O
Peru é uma manta de retalhos a lã de alpaca. Puno, Cuzco, Apurimac,
Ayacucho, Arequipa, Moquegua, Tacna - tudo nomes que remetem os sentidos
para a ancestralidade indígena e sabedoria sem sábios científicos.
Muito antes de existirem laboratórios ocidentalizados à descoberta de
técnicas, saberes, tecnologias ou desmames oraculares já
os incas debitavam em Quechua ou Aimará revelações transcendentes sobre
o mundo moderno - sim, este onde hoje temos o prazer de sentar a nossa
existência.
Alguém,
um dia, avisou o mundo da descoberta de Machu Picchu e fez uma festa
muito colorida, com champanhe francês e tudo, sobre a prodigiosa
aventura do encontro.
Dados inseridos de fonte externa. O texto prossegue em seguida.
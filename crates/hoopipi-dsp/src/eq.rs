//! Three-band parametric equalizer with fixed corner frequencies.
//!
//! Unlike a general-purpose parametric EQ, HoopiPi's `ThreeBandEq` exposes
//! only gain per band — the corner frequencies and Q are fixed (low shelf @
//! 120 Hz, mid peak @ 750 Hz, high shelf @ 3000 Hz). Coefficient recompute
//! is deferred: a setter only flips a dirty
//! flag, and the RT-side `process` call recomputes the three biquads once,
//! at the top of the block, if the flag is set. Gains are additionally
//! smoothed at the fixed 0.999 coefficient to avoid zipper noise on rapid
//! automation.

use hoopipi_core::{Biquad, SmoothedGain, high_shelf_coefficients, low_shelf_coefficients, peaking_eq_coefficients};

const LOW_SHELF_HZ: f32 = 120.0;
const LOW_SHELF_Q: f32 = 0.707;
const MID_PEAK_HZ: f32 = 750.0;
const MID_PEAK_Q: f32 = 1.0;
const HIGH_SHELF_HZ: f32 = 3000.0;
const HIGH_SHELF_Q: f32 = 0.707;
const MAX_GAIN_DB: f32 = 20.0;

/// Three fixed-frequency bands in series: low shelf, mid peak, high shelf.
pub struct ThreeBandEq {
    low: Biquad,
    mid: Biquad,
    high: Biquad,

    bass_gain: SmoothedGain,
    mid_gain: SmoothedGain,
    treble_gain: SmoothedGain,

    sample_rate: f32,
    dirty: bool,
    enabled: bool,
}

impl ThreeBandEq {
    /// Creates a disabled EQ with all bands at 0 dB.
    pub fn new(sample_rate: f32) -> Self {
        let mut eq = Self {
            low: Biquad::new(),
            mid: Biquad::new(),
            high: Biquad::new(),
            bass_gain: SmoothedGain::new(0.0),
            mid_gain: SmoothedGain::new(0.0),
            treble_gain: SmoothedGain::new(0.0),
            sample_rate,
            dirty: true,
            enabled: false,
        };
        eq.recompute();
        eq
    }

    /// Enables or disables the EQ. Disabled is a hard passthrough (no
    /// biquad evaluation at all, not just unity gain).
    pub fn set_enabled(&mut self, enabled: bool) {
        self.enabled = enabled;
    }

    pub fn enabled(&self) -> bool {
        self.enabled
    }

    /// Sets the low-shelf gain target, clamped to ±20 dB. Marks coefficients
    /// dirty; the actual biquad recompute happens lazily in `process`.
    pub fn set_bass_db(&mut self, gain_db: f32) {
        self.bass_gain.set_target(gain_db.clamp(-MAX_GAIN_DB, MAX_GAIN_DB));
        self.dirty = true;
    }

    pub fn bass_db(&self) -> f32 {
        self.bass_gain.target()
    }

    /// Sets the mid-peak gain target, clamped to ±20 dB.
    pub fn set_mid_db(&mut self, gain_db: f32) {
        self.mid_gain.set_target(gain_db.clamp(-MAX_GAIN_DB, MAX_GAIN_DB));
        self.dirty = true;
    }

    pub fn mid_db(&self) -> f32 {
        self.mid_gain.target()
    }

    /// Sets the high-shelf gain target, clamped to ±20 dB.
    pub fn set_treble_db(&mut self, gain_db: f32) {
        self.treble_gain.set_target(gain_db.clamp(-MAX_GAIN_DB, MAX_GAIN_DB));
        self.dirty = true;
    }

    pub fn treble_db(&self) -> f32 {
        self.treble_gain.target()
    }

    fn recompute(&mut self) {
        let bass = self.bass_gain.advance();
        let mid = self.mid_gain.advance();
        let treble = self.treble_gain.advance();

        let (b0, b1, b2, a0, a1, a2) =
            low_shelf_coefficients(LOW_SHELF_HZ, LOW_SHELF_Q, bass, self.sample_rate);
        self.low.set_coefficients(b0, b1, b2, a0, a1, a2);

        let (b0, b1, b2, a0, a1, a2) =
            peaking_eq_coefficients(MID_PEAK_HZ, MID_PEAK_Q, mid, self.sample_rate);
        self.mid.set_coefficients(b0, b1, b2, a0, a1, a2);

        let (b0, b1, b2, a0, a1, a2) =
            high_shelf_coefficients(HIGH_SHELF_HZ, HIGH_SHELF_Q, treble, self.sample_rate);
        self.high.set_coefficients(b0, b1, b2, a0, a1, a2);

        self.dirty = !self.bass_gain.is_settled()
            || !self.mid_gain.is_settled()
            || !self.treble_gain.is_settled();
    }

    /// Processes `buf` in place. A no-op when disabled. Recomputes
    /// coefficients once at the top of the block whenever any band's gain
    /// hasn't settled to its target yet (covers both a fresh setter call
    /// and the tail of a gain ramp).
    pub fn process(&mut self, buf: &mut [f32]) {
        if !self.enabled {
            return;
        }
        if self.dirty {
            self.recompute();
        }
        for sample in buf.iter_mut() {
            let s = self.low.process(*sample);
            let s = self.mid.process(s);
            let s = self.high.process(s);
            *sample = s;
        }
    }
}
//! Best-effort real-time scheduling elevation for the audio thread (§5,
//! §9 "Global RT priority / mlock").
//!
//! The host's audio callback runs on whatever thread the platform audio API
//! drives it from; this module is meant to be called once, from inside the
//! first period callback, to ask the kernel for `SCHED_FIFO` at priority 90
//! and to lock the process's pages into memory so the RT thread never pages
//! fault on its own stack or the engine's pre-sized buffers. Both requests
//! require `CAP_SYS_NICE`/`CAP_IPC_LOCK` or root on most distributions;
//! neither failure is fatal — per §9, an unprivileged build logs and
//! continues at the default scheduling class rather than refusing to run.

use std::sync::atomic::{AtomicBool, Ordering};

/// The priority the scheduling model targets (§5: "priority ≈ 90").
const SCHED_FIFO_PRIORITY: i32 = 90;

static ATTEMPTED: AtomicBool = AtomicBool::new(false);

/// Outcome of a single elevation attempt, for logging/diagnostics.
#[derive(Debug, Clone, Copy, PartialEq, Eq)]
pub enum ElevationResult {
    /// `SCHED_FIFO` and `mlockall` both succeeded.
    Full,
    /// `SCHED_FIFO` succeeded but `mlockall` did not (or vice versa).
    Partial,
    /// Neither succeeded; running at default scheduling with pageable memory.
    None,
    /// Not attempted because this isn't Linux, or already attempted once.
    Skipped,
}

/// Attempts to elevate the calling thread to `SCHED_FIFO` priority 90 and
/// lock the process's memory. Idempotent: only the first call per process
/// does anything; later calls return [`ElevationResult::Skipped`]. Intended
/// to be called once from inside the real-time audio callback itself (the
/// thread the platform audio backend drives it from), not from the thread
/// that merely constructs the stream.
pub fn elevate_current_thread() -> ElevationResult {
    if ATTEMPTED.swap(true, Ordering::SeqCst) {
        return ElevationResult::Skipped;
    }
    platform::elevate()
}

#[cfg(target_os = "linux")]
mod platform {
    use super::{ElevationResult, SCHED_FIFO_PRIORITY};

    #[allow(unsafe_code)]
    pub(super) fn elevate() -> ElevationResult {
        let sched_ok = set_sched_fifo();
        let lock_ok = lock_memory();
        match (sched_ok, lock_ok) {
            (true, true) => ElevationResult::Full,
            (false, false) => ElevationResult::None,
            _ => ElevationResult::Partial,
        }
    }

    #[allow(unsafe_code)]
    fn set_sched_fifo() -> bool {
        let param = libc::sched_param { sched_priority: SCHED_FIFO_PRIORITY };
        // SAFETY: `sched_setscheduler(0, ..)` targets the calling thread
        // (pid 0 means "self" to this syscall) and `param` is a valid,
        // fully-initialised `sched_param` living on this stack frame for
        // the duration of the call.
        let result = unsafe { libc::sched_setscheduler(0, libc::SCHED_FIFO, &param) };
        if result == 0 {
            tracing::info!(priority = SCHED_FIFO_PRIORITY, "audio thread elevated to SCHED_FIFO");
            true
        } else {
            tracing::debug!("SCHED_FIFO elevation failed (needs CAP_SYS_NICE or root); continuing at default priority");
            false
        }
    }

    #[allow(unsafe_code)]
    fn lock_memory() -> bool {
        // SAFETY: `mlockall` takes no pointers; the flags are plain bitmasks.
        let result = unsafe { libc::mlockall(libc::MCL_CURRENT | libc::MCL_FUTURE) };
        if result == 0 {
            tracing::info!("process memory locked (mlockall)");
            true
        } else {
            tracing::debug!("mlockall failed (needs CAP_IPC_LOCK or root); continuing with pageable memory");
            false
        }
    }
}

#[cfg(not(target_os = "linux"))]
mod platform {
    use super::ElevationResult;

    pub(super) fn elevate() -> ElevationResult {
        tracing::debug!("real-time scheduling elevation is only implemented on Linux");
        ElevationResult::Skipped
    }
}

#[cfg(test)]
mod tests {
    use super::*;

    #[test]
    fn second_call_in_process_is_skipped() {
        // The very first call in the process may or may not succeed
        // depending on test-runner privileges; either way the *second*
        // call in this process must report `Skipped`.
        let _ = elevate_current_thread();
        assert_eq!(elevate_current_thread(), ElevationResult::Skipped);
    }
}
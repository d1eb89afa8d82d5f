//! The engine's stereo routing mode.

use hoopipi_core::ParamCell;
use std::sync::atomic::{AtomicU8, Ordering};

/// How the engine derives its L/R work buffers from the host's input.
#[derive(Debug, Clone, Copy, PartialEq, Eq)]
pub enum StereoMode {
    /// Left input drives both outputs.
    LeftMonoToStereo,
    /// Right input drives both outputs.
    RightMonoToStereo,
    /// `mixL*inL + mixR*inR` drives both outputs.
    StereoToMono,
    /// L and R processed independently; the model runs only on L.
    TrueStereo,
}

impl StereoMode {
    const LEFT_MONO: u8 = 0;
    const RIGHT_MONO: u8 = 1;
    const STEREO_TO_MONO: u8 = 2;
    const TRUE_STEREO: u8 = 3;

    const fn to_tag(self) -> u8 {
        match self {
            StereoMode::LeftMonoToStereo => Self::LEFT_MONO,
            StereoMode::RightMonoToStereo => Self::RIGHT_MONO,
            StereoMode::StereoToMono => Self::STEREO_TO_MONO,
            StereoMode::TrueStereo => Self::TRUE_STEREO,
        }
    }

    const fn from_tag(tag: u8) -> Self {
        match tag {
            Self::RIGHT_MONO => StereoMode::RightMonoToStereo,
            Self::STEREO_TO_MONO => StereoMode::StereoToMono,
            Self::TRUE_STEREO => StereoMode::TrueStereo,
            _ => StereoMode::LeftMonoToStereo,
        }
    }

    /// The wire/config spelling used by the control protocol and
    /// `runtime.json` (§6), e.g. `"LeftMono2Stereo"`.
    pub const fn as_str(self) -> &'static str {
        match self {
            StereoMode::LeftMonoToStereo => "LeftMono2Stereo",
            StereoMode::RightMonoToStereo => "RightMono2Stereo",
            StereoMode::StereoToMono => "Stereo2Mono",
            StereoMode::TrueStereo => "TrueStereo",
        }
    }

    /// Parses the wire spelling back into a [`StereoMode`]; `None` for any
    /// unrecognised string (callers should treat that as a validation error,
    /// not silently fall back to a default).
    pub fn from_str_loose(s: &str) -> Option<Self> {
        match s {
            "LeftMono2Stereo" => Some(StereoMode::LeftMonoToStereo),
            "RightMono2Stereo" => Some(StereoMode::RightMonoToStereo),
            "Stereo2Mono" => Some(StereoMode::StereoToMono),
            "TrueStereo" => Some(StereoMode::TrueStereo),
            _ => None,
        }
    }
}

/// Lock-free cell for [`StereoMode`], following the same non-RT-writes /
/// RT-reads contract as [`ParamCell`], just backed by an `AtomicU8` instead
/// of an `AtomicU32`-bit-cast float.
#[derive(Debug)]
pub struct StereoModeCell(AtomicU8);

impl StereoModeCell {
    pub fn new(mode: StereoMode) -> Self {
        Self(AtomicU8::new(mode.to_tag()))
    }

    #[inline]
    pub fn get(&self) -> StereoMode {
        StereoMode::from_tag(self.0.load(Ordering::Relaxed))
    }

    #[inline]
    pub fn set(&self, mode: StereoMode) {
        self.0.store(mode.to_tag(), Ordering::Relaxed);
    }
}

impl Default for StereoModeCell {
    fn default() -> Self {
        Self::new(StereoMode::LeftMonoToStereo)
    }
}

/// Stereo-to-mono mix coefficients, clamped to `[0, 1]`.
pub struct StereoToMonoMix {
    pub mix_l: ParamCell,
    pub mix_r: ParamCell,
}

impl StereoToMonoMix {
    pub fn new() -> Self {
        Self {
            mix_l: ParamCell::new(0.5),
            mix_r: ParamCell::new(0.5),
        }
    }
}

impl Default for StereoToMonoMix {
    fn default() -> Self {
        Self::new()
    }
}

#[cfg(test)]
mod tests {
    use super::*;

    #[test]
    fn round_trips_through_tag() {
        for mode in [
            StereoMode::LeftMonoToStereo,
            StereoMode::RightMonoToStereo,
            StereoMode::StereoToMono,
            StereoMode::TrueStereo,
        ] {
            let cell = StereoModeCell::new(mode);
            assert_eq!(cell.get(), mode);
        }
    }

    #[test]
    fn default_is_left_mono() {
        assert_eq!(StereoModeCell::default().get(), StereoMode::LeftMonoToStereo);
    }

    #[test]
    fn wire_spelling_round_trips() {
        for mode in [
            StereoMode::LeftMonoToStereo,
            StereoMode::RightMonoToStereo,
            StereoMode::StereoToMono,
            StereoMode::TrueStereo,
        ] {
            assert_eq!(StereoMode::from_str_loose(mode.as_str()), Some(mode));
        }
        assert_eq!(StereoMode::from_str_loose("nonsense"), None);
    }
}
O que não ficou escrito em acta planetária - e
devia - foi que Machu Picchu, assim como todas as terras e baldios
peruanos, estava já descoberto há muito tempo. Problemas de comunicação,
talvez, visto que os Incas, mais preocupados em criar monumentais
fontes e túneis de regadio e socalcos de plantação de onde pudessem
tirar a barriguinha de misérias, se esqueceram inexplicavelmente de
criar a internet sem fios.
Um
ponto a menos para os Incas, embora não estejamos ainda certos de que
essa fosse a prioritária e evidente necessidade por aquelas alturas.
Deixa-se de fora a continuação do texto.